Le 9 octobre 2024, un tournant significatif a eu lieu dans le procès en cours au Mali, concernant des détournements de fonds publics liés à l’achat d’un avion présidentiel et à des équipements militaires. Ce procès, ouvert le 24 septembre, a révélé des abus financiers d’un montant estimé à plus de 130 milliards de FCFA datant de 2014. Neuf personnes, dont d’anciens ministres et des militaires, sont poursuivies pour corruption et falsification de documents.
Face aux accusations, le tribunal a décidé de suspendre le procès à la demande de l’État malien, qui a requis des compléments d’information.
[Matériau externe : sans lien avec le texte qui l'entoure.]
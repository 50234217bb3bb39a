//! HeapStore - fixed-slot record storage for all seven record kinds.

use std::fmt;
use std::fs::{File, OpenOptions};
use std::io::{Read, Seek, SeekFrom, Write};
use std::ops::ControlFlow;
use std::path::{Path, PathBuf};

use parking_lot::Mutex;
use tracing::{debug, info, warn};

use crate::common::config::{TableCapacities, PAGE_SIZE};
use crate::common::{EntityKind, Error, Result};
use crate::storage::page::Page;

use super::header::{HeapHeader, TableInfo};
use super::record::{slot_id, Record, SlotLocation};
use super::records::{
    ExpenseCategory, ExpenseRecord, MaintenanceRecord, TripRecord, VehicleInfo,
};

/// Slots read per I/O call while scanning a table.
const SCAN_CHUNK_SLOTS: u32 = 64;

/// Bytes of zeroes written per call while laying out a new file.
const ZERO_FILL_CHUNK: usize = 1 << 20;

/// One file holding a header page followed by one slot array per record kind.
///
/// # File Layout
/// ```text
/// ┌────────┬──────────────┬──────────────┬─────┬────────────────┐
/// │ header │ profiles     │ vehicles     │ ... │ incidents      │
/// │ 4096 B │ cap x 1024 B │ cap x 1024 B │     │ cap x 2048 B   │
/// └────────┴──────────────┴──────────────┴─────┴────────────────┘
/// ```
///
/// Table offsets are computed once by [`HeapStore::create`] and read back
/// from the header on [`HeapStore::open`]. Every table byte is written at
/// create time, so running out of disk shows up there and not on a later
/// insert.
///
/// Lookups by id scan the table linearly. [`StorageEngine`](crate::StorageEngine)
/// resolves ids through the primary index instead and reads slots with
/// [`HeapStore::read_at`].
///
/// # Thread Safety
/// All file access goes through one mutex, so every seek and its transfer
/// happen as a pair. Writes reach the OS before a call returns;
/// [`HeapStore::flush`] forces them to stable storage.
pub struct HeapStore {
    path: PathBuf,
    inner: Mutex<HeapFile>,
}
L’État et le parquet souhaitent la convocation de témoins clés, y compris d’anciens Premiers ministres, ainsi que la présentation de nouveaux documents jugés essentiels pour faire la lumière sur cette affaire.
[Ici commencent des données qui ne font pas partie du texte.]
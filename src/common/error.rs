//! Error types for FleetDB.

use thiserror::Error;

use crate::common::EntityKind;

/// Convenient Result type alias.
pub type Result<T> = std::result::Result<T, Error>;

/// All possible errors in FleetDB.
///
/// One error type is shared by the heap store, both tree types, the page
/// cache and the index facade. A lookup that finds nothing is not an error:
/// those operations return `Ok(None)` or an empty vector.
#[derive(Debug, Error)]
pub enum Error {
    /// I/O error from a file read, write or sync.
    #[error("I/O error: {0}")]
    Io(#[from] std::io::Error),

    /// Operation attempted before the structure was created or opened.
    #[error("{0} is not open")]
    NotOpen(&'static str),

    /// Every slot of a heap table is live.
    #[error("{kind} table is full ({capacity} slots)")]
    SlotExhausted { kind: EntityKind, capacity: u32 },

    /// A write targeted a record that does not exist.
    #[error("{kind} record {id} not found")]
    RecordNotFound { kind: EntityKind, id: u64 },

    /// A record that cannot be stored: id 0 or already marked deleted.
    #[error("invalid {kind} record: {reason}")]
    InvalidRecord {
        kind: EntityKind,
        reason: &'static str,
    },

    /// Bad magic tag, checksum mismatch or a structurally invalid page.
    #[error("corrupt file: {0}")]
    CorruptFile(String),

    /// Requested page does not exist on disk.
    #[error("page {0} not found")]
    PageNotFound(u32),

    /// Page cache has no free frames and cannot evict any pages.
    ///
    /// This happens when all frames are pinned.
    #[error("no free frames available in page cache")]
    NoFreeFrames,

    /// Attempted to drop a page from the cache while it is pinned.
    #[error("page {0} is still pinned")]
    PagePinned(u32),

    /// One of the index facade's sub-structures failed; names which one.
    #[error("{index} index failed: {source}")]
    IndexFailure {
        index: &'static str,
        #[source]
        source: Box<Error>,
    },

    /// Invalid or unreadable configuration.
    #[error("invalid configuration: {0}")]
    Config(String),
}

impl Error {
    /// Wrap `self` as the failure of the named index.
    pub(crate) fn in_index(self, index: &'static str) -> Self {
        Error::IndexFailure {
            index,
            source: Box::new(self),
        }
    }

    /// Shorthand for `Error::CorruptFile`.
    pub(crate) fn corrupt(reason: impl Into<String>) -> Self {
        Error::CorruptFile(reason.into())
    }
}

#[cfg(test)]
mod tests {
    use super::*;
    use std::error::Error as _;

    #[test]
    fn test_error_display() {
        let err = Error::PageNotFound(42);
        assert_eq!(format!("{}", err), "page 42 not found");

        let err = Error::SlotExhausted {
            kind: EntityKind::Trip,
            capacity: 5,
        };
        assert_eq!(format!("{}", err), "trip table is full (5 slots)");
    }

    #[test]
    fn test_io_error_conversion() {
        let io_err = std::io::Error::new(std::io::ErrorKind::NotFound, "file not found");
        let err: Error = io_err.into();

        assert!(matches!(err, Error::Io(_)));
        assert!(err.source().is_some());
    }

    #[test]
    fn test_index_failure_names_sub_structure() {
        let err = Error::corrupt("bad magic").in_index("driver_email");

        assert_eq!(
            format!("{}", err),
            "driver_email index failed: corrupt file: bad magic"
        );
        assert!(matches!(
            err.source().and_then(|s| s.downcast_ref::<Error>()),
            Some(Error::CorruptFile(_))
        ));
    }
}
Les avocats de la défense, quant à eux, dénoncent une insuffisance des preuves et perçoivent la suspension comme une tactique dilatoire de la part du ministère public. Cette affaire a déjà secoué la classe politique malienne, impliquant des personnalités influentes, dont certaines sont à l’étranger. Parmi les accusés, l’ancien Premier ministre Soumeylou Boubeye Maïga est décédé en détention en 2022, malgré des inquiétudes concernant son état de santé, ajoutant une dimension humanitaire à ce scandale judiciaire.